With the problem defined, we created User Stories to further understand the problem by placing our user in context and created Design Principles to keep our team aligned.
Research Artifacts
Persona & User Stories
From our user interviews, exploratory research, and survey, we were able to hone into the main goals and concerns, of our target millennial user.
In addition to a persona, we wrote user stories to provide further context around our users’ needs, motivations, and wants.
Problem Statement
To further narrow our scope we synthesized what we will address in this problem statement
Fitness-focused millennials want a fast and credible tool that allows them to get tailored workouts based on their preferences, because they’re frustrated with unreliable and time consuming information overload.
Ideation & Evaluation
Solving the problem through ideation and concept testing
Now that we understand the market, the user, and the problem we want to solve. We brainstormed ways that could we could address the problem with a mobile app, and tested these ideas with users. We then evaluated our apps through priority matrixes in order to choose which ideas to include in a converged design.
Rapid Ideation
6-8-5 Sketching
As a team we brainstormed individually and together.
How can we address our user’s needs while also creating an app that is a market differentiator?
Divergent Concepts
Rapid Prototyping
After evaluating our ideas for feasibility and the ability to address our users’ needs, we were each assigned a divergent concept. I was assigned to test the concept of personalization through sequential choice.
The value proposition is that personalization allows us to address our user by recommending credible exercises depending on different types of fitness goals they have, the user’s schedule, their location, and fitness equipment available to them. It also offers users a limited amount of fitness choices, which is a market differentiator.
Evaluation & Convergence
User Testing and Analysis
We evaluated our concepts through user testing and priority matrixes
“I like how the location recommendations gave me new ideas for exercising”
-Chris, 29, Brooklyn
Users liked features that are both differentiated and personalized such as workouts based off of preference choice, which confirmed personalization as direction to take in the app.
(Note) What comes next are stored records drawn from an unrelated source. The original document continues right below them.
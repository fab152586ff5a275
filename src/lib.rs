pub mod monopoly;
pub mod simulation;

pub use monopoly::*;

/// Installs the terminal logger. Call once, before anything logs.
pub fn log(level: log::LevelFilter) {
    let config = simplelog::ConfigBuilder::new()
        .set_location_level(log::LevelFilter::Off)
        .set_target_level(log::LevelFilter::Off)
        .set_thread_level(log::LevelFilter::Off)
        .build();
    let term = simplelog::TermLogger::new(
        level,
        config,
        simplelog::TerminalMode::Mixed,
        simplelog::ColorChoice::Auto,
    );
    if simplelog::CombinedLogger::init(vec![term]).is_err() {
        log::warn!("logger already initialized");
    }
}
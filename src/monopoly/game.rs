use std::fmt::Display;

use crate::monopoly::{Color, DiceSource, Die, Error, Position};

/// Where the current turn is.
#[derive(Debug, Clone, Copy, PartialEq, Eq, Hash)]
pub enum Phase {
    AwaitingRoll,
    AwaitingEndTurn,
}

impl Display for Phase {
    fn fmt(&self, f: &mut std::fmt::Formatter<'_>) -> std::fmt::Result {
        match self {
            Phase::AwaitingRoll => write!(f, "awaiting a roll"),
            Phase::AwaitingEndTurn => write!(f, "awaiting the end of the turn"),
        }
    }
}

/// Result of [`MatchState::roll_and_move`].
#[derive(Debug, Clone, Copy, PartialEq, Eq)]
pub struct Roll {
    pub player: Color,
    pub die: Die,
    pub new_position: Position,
}

/// State of one running match. Only the methods below change it, and a
/// method that returns an error leaves it untouched.
#[derive(Debug, Clone, PartialEq, Eq)]
pub struct MatchState {
    current_player: Color,
    positions: [Position; 2],
    phase: Phase,
    last_roll: Option<Roll>,
}

impl MatchState {
    /// Fresh match: both pawns on start, `chosen` to roll first.
    pub fn start(chosen: Color) -> Self {
        log::debug!("{:<24}{}", "match started by", chosen);
        MatchState {
            current_player: chosen,
            positions: [Position::START; 2],
            phase: Phase::AwaitingRoll,
            last_roll: None,
        }
    }

    pub fn current_player(&self) -> Color {
        self.current_player
    }

    pub fn position(&self, player: Color) -> Position {
        self.positions[player.index()]
    }

    pub fn phase(&self) -> Phase {
        self.phase
    }

    /// The roll made this turn, cleared by [`Self::end_turn`].
    pub fn last_roll(&self) -> Option<Roll> {
        self.last_roll
    }

    /// Pawns to draw, one per color.
    pub fn pawns(&self) -> [(Color, Position); 2] {
        Color::ALL.map(|c| (c, self.position(c)))
    }

    /// Rolls one die and moves the current player forward, wrapping at the end
    /// of the loop. Passing start is not rewarded.
    pub fn roll_and_move<D: DiceSource + ?Sized>(&mut self, dice: &mut D) -> Result<Roll, Error> {
        if self.phase != Phase::AwaitingRoll {
            return Err(Error::InvalidState { action: "roll", phase: self.phase });
        }

        let die = dice.roll();
        let player = self.current_player;
        let new_position = self.position(player).advance(die.value());
        self.positions[player.index()] = new_position;
        self.phase = Phase::AwaitingEndTurn;

        let roll = Roll { player, die, new_position };
        self.last_roll = Some(roll);
        log::debug!("{:<24}{} rolled {} -> {}", "move", player, die.value(), new_position);
        Ok(roll)
    }

    /// A player standing on the last square or beyond has won. This is the
    /// simplified end condition of the game, not a full lap around the loop.
    /// The current player is checked first.
    pub fn winner(&self) -> Option<Color> {
        let current = self.current_player;
        [current, current.opposite()]
            .into_iter()
            .find(|&c| self.position(c) >= Position::LAST)
    }

    /// Hands the turn to the other player.
    pub fn end_turn(&mut self) -> Result<(), Error> {
        if self.phase != Phase::AwaitingEndTurn {
            return Err(Error::InvalidState { action: "end the turn", phase: self.phase });
        }

        self.current_player = self.current_player.opposite();
        self.phase = Phase::AwaitingRoll;
        self.last_roll = None;
        log::debug!("{:<24}{}", "turn passed to", self.current_player);
        Ok(())
    }

    /// Back to a fresh match with red to move, for use after a win or a quit.
    pub fn reset(&mut self) {
        *self = MatchState::default();
        log::info!("match reset");
    }
}

impl Default for MatchState {
    fn default() -> Self {
        MatchState {
            current_player: Color::default(),
            positions: [Position::START; 2],
            phase: Phase::AwaitingRoll,
            last_roll: None,
        }
    }
}
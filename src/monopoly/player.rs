use std::{fmt::Display, str::FromStr};

/// The two pawn colors. Each color is one player.
#[derive(Debug, Clone, Copy, PartialEq, Eq, Hash, Default)]
pub enum Color {
    #[default]
    Red,
    Blue,
}

impl Color {
    pub const ALL: [Self; 2] = [Color::Red, Color::Blue];

    pub fn opposite(&self) -> Color {
        match self {
            Color::Red => Color::Blue,
            Color::Blue => Color::Red,
        }
    }

    pub(crate) fn index(&self) -> usize {
        match self {
            Color::Red => 0,
            Color::Blue => 1,
        }
    }

    /// Pawn color as RGB.
    pub const fn fill(&self) -> [u8; 3] {
        match self {
            Color::Red => [0xFF, 0x47, 0x57],
            Color::Blue => [0x37, 0x42, 0xFA],
        }
    }
}

impl Display for Color {
    fn fmt(&self, f: &mut std::fmt::Formatter<'_>) -> std::fmt::Result {
        match self {
            Color::Red => write!(f, "red"),
            Color::Blue => write!(f, "blue"),
        }
    }
}

impl FromStr for Color {
    type Err = String;

    fn from_str(s: &str) -> Result<Self, Self::Err> {
        match s.to_ascii_lowercase().as_str() {
            "red" | "r" => Ok(Color::Red),
            "blue" | "b" => Ok(Color::Blue),
            other => Err(format!("unknown color '{}', expected 'red' or 'blue'", other)),
        }
    }
}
The concepts we decided to develop into a converged prototype
1. Personalized recommendations
2. Location based exercises
3. Ability to edit fitness preferences
Solution
Movement
Converged Prototype
Taking the best user tested ideas from our two divergent concepts, we combined them into a converged design.
This is a prototype for a personalized and adaptive fitness app that caters at home exercises and nearby fitness classes according to the user’s fitness goals and preferences.
Solving our users’ needs
1. Personalization at onboarding
The first time user is given the chance to personalize their fitness preferences in on boarding. Users are asked about fitness priority, environment, and equipment they prefer to use.
They are also given the option to skip, because they can change their preferences in Profile.
2. Limited choice at homepage
In order to differentiate between other fitness apps and to reduce browsing time for users, we decided to create a limited number of fitness options for the user that is catered to their preferences.
3. Personalization a tap away
The user is always presented with the opportunity to changing preferences in the exercise, so the app is always personalized to them.
Users can change the duration, focus, intensity, and add equipment.
Conclusion
Test and Reiterate, and Again!
After we created our converged design, we tested it with users again in a usability test. Here are some more findings for what is successful and what could be improved.
Navigation Tests
Card Sorting
Future Recommendations
Further user testing with adjustments to visual hierarchy to improve user experience so it is more streamlined.
Content and typefaces will be tested based off of what increases navigability.
The words chosen for filters, categories, and icons for bottom navigation will be further tested to ensure it is intuitive for users.